Osons pleurer, même si ça ne changera rien
Une main d’acier lui étreint parfois la poitrine et appuie sur son souffle comme pour l’isoler.
Ses poumons deviennent lourds et l’air pour circuler doit trouver une énergie supplémentaire, qu’elle n’a pas toujours.
Elle ne comprend pas pourquoi, cette densité qui vient plaquer l’air au fond d’elle.
Elle voudrait réclamer l’oxygène, imposer son droit à respirer légèrement.
Elle voudrait lutter et vaincre, passer en force ou en douceur, mais en tout cas sans avoir à s’arrêter ou à prêter l’oreille.
Et puis, quand même, il a bien fallu finir par écouter ce qui étouffait au dedans.
Elle s’attendait au feu de la colère ou à l’agonie de l’angoisse : le métal qui pesait était si dur et si lourd ; mais non, elle a entendu des pleurs.
Des pleurs de ras le bol, de j’en ai marre, mais qui n’osent pas se montrer car il n’y a rien à faire, c’est comme ça, et pour l’instant il faut tenir. Mais des pleurs quand même, qui cherchent un secours ou une consolation.
Alors ce matin, après une nuit encore passée sous le joug, elle esquisse quelques mots pour dire, mais à peine, à son compagnon, ce sentiment que ça lui fait trop.
Il entend, il accueille, il écoute, et une larme après l’autre, elle commence à laisser couler, à dissoudre le bloc qu’elle avait cristallisé pour ne pas entendre la plainte.
Elle pleure longtemps, elle sanglote, secoue son en dedans figé, et peu à peu, elle sent que ça s’allège ; le poing s’ouvre et le souffle revient.
Souvent, le désespoir à coup d’à quoi bon, nous empêche d’exprimer ce qui nous empoigne ou nous envenime.
Laissons-le pourtant s’écouler et avec, nos énergies emmurées.
Pleurons nos larmes, nos tristesses, nos découragements et nos peurs.
Pleurons ce qui nous fige et nous abat.
Pleurons car parfois c’est juste ce qu’il nous reste à faire. Alors faisons-le, et bien.
Pleurons pour étancher notre soif de dire. Pour ne pas laisser le silence nous manger.
Pleurons pour ouvrir une brèche sur la vie qui nous entoure et pour laisser sortir celle qui souffre en nous.
Pleurons pour les mêler toutes deux, ces deux vies, et pour dissoudre notre petite vie dans la grande.
Pleurons, pour confier à la vie nos malheurs et la laisser en prendre soin, puisque pour nous c’est trop dur.
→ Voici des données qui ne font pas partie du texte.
#[cfg(test)]
mod tests {
    use super::*;
    use crate::models::BabySummary;
    use proptest::prelude::*;
    use rstest::rstest;
    use std::collections::BTreeMap;

    fn day() -> NaiveDate {
        NaiveDate::from_ymd_opt(2024, 3, 26).unwrap()
    }

    fn time(h: u32, m: u32) -> NaiveTime {
        NaiveTime::from_hms_opt(h, m, 0).unwrap()
    }

    fn record_with(naps: Vec<(u8, Nap)>, cached: bool) -> DayRecord {
        DayRecord {
            baby: BabySummary { name: "Ada".to_string() },
            day: day(),
            naps: naps.into_iter().collect::<BTreeMap<_, _>>(),
            cached,
        }
    }

    fn nap(h: u32, m: u32, window: i32, calm: i32) -> Nap {
        Nap {
            wake_up_time: time(h, m),
            awake_window: window,
            calm_down_time: calm,
        }
    }

    // =========================================================================
    // Estimation
    // =========================================================================

    proptest! {
        #![proptest_config(ProptestConfig::with_cases(100))]

        #[test]
        fn prop_sleep_is_wake_plus_window(
            hour in 0u32..24,
            minute in 0u32..60,
            window in 30i32..=180,
            calm in 0i32..=60,
        ) {
            let slot = &SEGMENT_SLOTS[0];
            let mut segment = NapSegment::unscheduled(slot, day());
            segment.wake_up_time = Some(time(hour, minute));
            segment.awake_window = window;
            segment.calm_down = calm;
            segment.estimate();

            let estimate = segment.estimate.clone().unwrap();
            let wake_at = day().and_time(time(hour, minute));
            prop_assert_eq!(estimate.sleep_time - wake_at, Duration::minutes(window as i64));
            prop_assert_eq!(
                estimate.sleep_time - estimate.put_down_time,
                Duration::minutes(calm as i64)
            );
        }

        #[test]
        fn prop_estimate_is_idempotent(
            hour in 0u32..24,
            minute in 0u32..60,
            window in 30i32..=180,
            calm in 0i32..=60,
        ) {
            let slot = &SEGMENT_SLOTS[2];
            let mut segment = NapSegment::unscheduled(slot, day());
            segment.wake_up_time = Some(time(hour, minute));
            segment.awake_window = window;
            segment.calm_down = calm;
            segment.estimate();
            let first = segment.estimate.clone();
            segment.estimate();
            prop_assert_eq!(first, segment.estimate);
        }
    }

    #[test]
    fn test_estimate_noop_without_wake_up_time() {
        let mut segment = NapSegment::unscheduled(&SEGMENT_SLOTS[0], day());
        segment.estimate();
        assert!(segment.estimate.is_none());
        assert!(segment.sleep_time().is_none());
        assert!(segment.put_down_time().is_none());
    }

    #[test]
    fn test_estimate_display_strings() {
        let segment = NapSegment::from_nap(&SEGMENT_SLOTS[0], day(), &nap(6, 45, 80, 15), false);
        let estimate = segment.estimate.unwrap();
        assert_eq!(estimate.sleep_time_display, "08:05");
        assert_eq!(estimate.put_down_time_display, "07:50");
    }

    #[test]
    fn test_estimate_rolls_past_midnight() {
        // night segment waking late: 23:30 + 105 minutes lands next day
        let segment = NapSegment::from_nap(&SEGMENT_SLOTS[4], day(), &nap(23, 30, 105, 15), false);
        let estimate = segment.estimate.unwrap();
        assert_eq!(
            estimate.sleep_time.date(),
            NaiveDate::from_ymd_opt(2024, 3, 27).unwrap()
        );
        assert_eq!(estimate.sleep_time_display, "01:15");
    }

    // =========================================================================
    // Reconciliation
    // =========================================================================

    #[rstest]
    #[case(1, "nap 1", 80)]
    #[case(2, "nap 2", 95)]
    #[case(3, "nap 3", 95)]
    #[case(4, "nap 4", 90)]
    #[case(5, "night", 105)]
    fn test_slot_table(#[case] index: u8, #[case] label: &str, #[case] window: i32) {
        let slot = slot(index).unwrap();
        assert_eq!(slot.label, label);
        assert_eq!(slot.default_awake_window, window);
    }

    #[test]
    fn test_reconcile_absent_record_yields_defaults() {
        let segments = reconcile_day(day(), None);
        assert_eq!(segments.len(), SEGMENTS_PER_DAY);
        for (segment, slot) in segments.iter().zip(SEGMENT_SLOTS.iter()) {
            assert_eq!(segment.index, slot.index);
            assert!(segment.wake_up_time.is_none());
            assert_eq!(segment.awake_window, slot.default_awake_window);
            assert_eq!(segment.calm_down, DEFAULT_CALM_DOWN_MINUTES);
            assert!(!segment.cached);
            assert!(segment.estimate.is_none());
            assert_eq!(segment.saving, SavingStatus::Idle);
        }
    }

    #[test]
    fn test_reconcile_partial_record() {
        let record = record_with(vec![(3, nap(12, 30, 95, 10))], false);
        let segments = reconcile_day(day(), Some(&record));

        let third = &segments[2];
        assert_eq!(third.wake_up_time, Some(time(12, 30)));
        assert_eq!(third.calm_down, 10);
        assert!(third.estimate.is_some());

        for segment in [&segments[0], &segments[1], &segments[3], &segments[4]] {
            assert!(segment.wake_up_time.is_none());
            assert!(!segment.cached);
        }
    }

    #[test]
    fn test_reconcile_cached_record_marks_only_populated_segments() {
        let record = record_with(vec![(1, nap(6, 45, 80, 15))], true);
        let segments = reconcile_day(day(), Some(&record));
        assert!(segments[0].cached);
        assert!(!segments[0].can_save());
        // defaults-only segments stay editable
        assert!(!segments[1].cached);
    }

    #[test]
    fn test_wake_labels() {
        let segments = reconcile_day(day(), None);
        assert_eq!(segments[0].wake_label(), "morning pick-up");
        assert_eq!(segments[1].wake_label(), "nap 1 wake-up time");
        assert_eq!(segments[4].wake_label(), "nap 4 wake-up time");
    }

    // =========================================================================
    // Totals
    // =========================================================================

    #[test]
    fn test_totals_exclude_unset_segments() {
        let mut segments = reconcile_day(day(), None);
        segments[1].wake_up_time = Some(time(8, 0));
        segments[1].awake_window = 90;
        segments[1].estimate();

        let totals = compute_totals(&segments);
        assert_eq!(totals.total_awake_minutes, 90);
        assert_eq!(totals.total_nap_minutes, 0);
    }

    #[test]
    fn test_totals_chain_derived_sleep_times() {
        let record = record_with(
            vec![
                (1, nap(6, 45, 80, 15)), // sleeps 08:05
                (2, nap(9, 0, 95, 15)),  // nap 1 lasted 08:05 -> 09:00 = 55
                (3, nap(12, 30, 95, 10)), // nap 2: slept 10:35, woke 12:30 = 115
            ],
            false,
        );
        let segments = reconcile_day(day(), Some(&record));
        let totals = compute_totals(&segments);
        assert_eq!(totals.total_awake_minutes, 80 + 95 + 95);
        assert_eq!(totals.total_nap_minutes, 55 + 115);
    }

    #[test]
    fn test_totals_skip_gap_after_unset_segment() {
        // naps 1 and 3 set, 2 unset: no pair is consecutive, so no nap time
        let record = record_with(
            vec![(1, nap(6, 45, 80, 15)), (3, nap(12, 30, 95, 10))],
            false,
        );
        let segments = reconcile_day(day(), Some(&record));
        let totals = compute_totals(&segments);
        assert_eq!(totals.total_awake_minutes, 80 + 95);
        assert_eq!(totals.total_nap_minutes, 0);
    }

    proptest! {
        #![proptest_config(ProptestConfig::with_cases(100))]

        #[test]
        fn prop_awake_total_sums_only_set_windows(mask in 0u8..32) {
            let mut segments = reconcile_day(day(), None);
            let mut expected = 0i64;
            for (i, segment) in segments.iter_mut().enumerate() {
                if mask & (1 << i) != 0 {
                    segment.wake_up_time = Some(time(6 + i as u32 * 3, 0));
                    segment.estimate();
                    expected += segment.awake_window as i64;
                }
            }
            prop_assert_eq!(compute_totals(&segments).total_awake_minutes, expected);
        }
    }

    // =========================================================================
    // Duration formatting
    // =========================================================================

    #[rstest]
    #[case(0, "0 minutes")]
    #[case(45, "45 minutes")]
    #[case(59, "59 minutes")]
    #[case(60, "1hrs 0mins")]
    #[case(90, "1hrs 30mins")]
    #[case(125, "2hrs 5mins")]
    fn test_format_duration(#[case] minutes: i64, #[case] expected: &str) {
        assert_eq!(format_duration(minutes), expected);
    }
}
Pleurons pour l’avertir que nous n’en pouvons plus.
Pleurons pour y croire encore ou plus du tout, mais qu’importe.
Pleurons pour laver notre peine et dissoudre la glace qui nous tient en dedans.
Mettons des mots de larmes puisque les autres ne nous viennent plus. Une lettre après l’autre, l’alphabet sur nos joues raconte une histoire si personnelle qu’un autre peut-être lira.
Pleurons ces pages qui nous étreignent.
Pleurons encore et sans relâche.
Pleurons…
Nous avons tant de douceur à y gagner.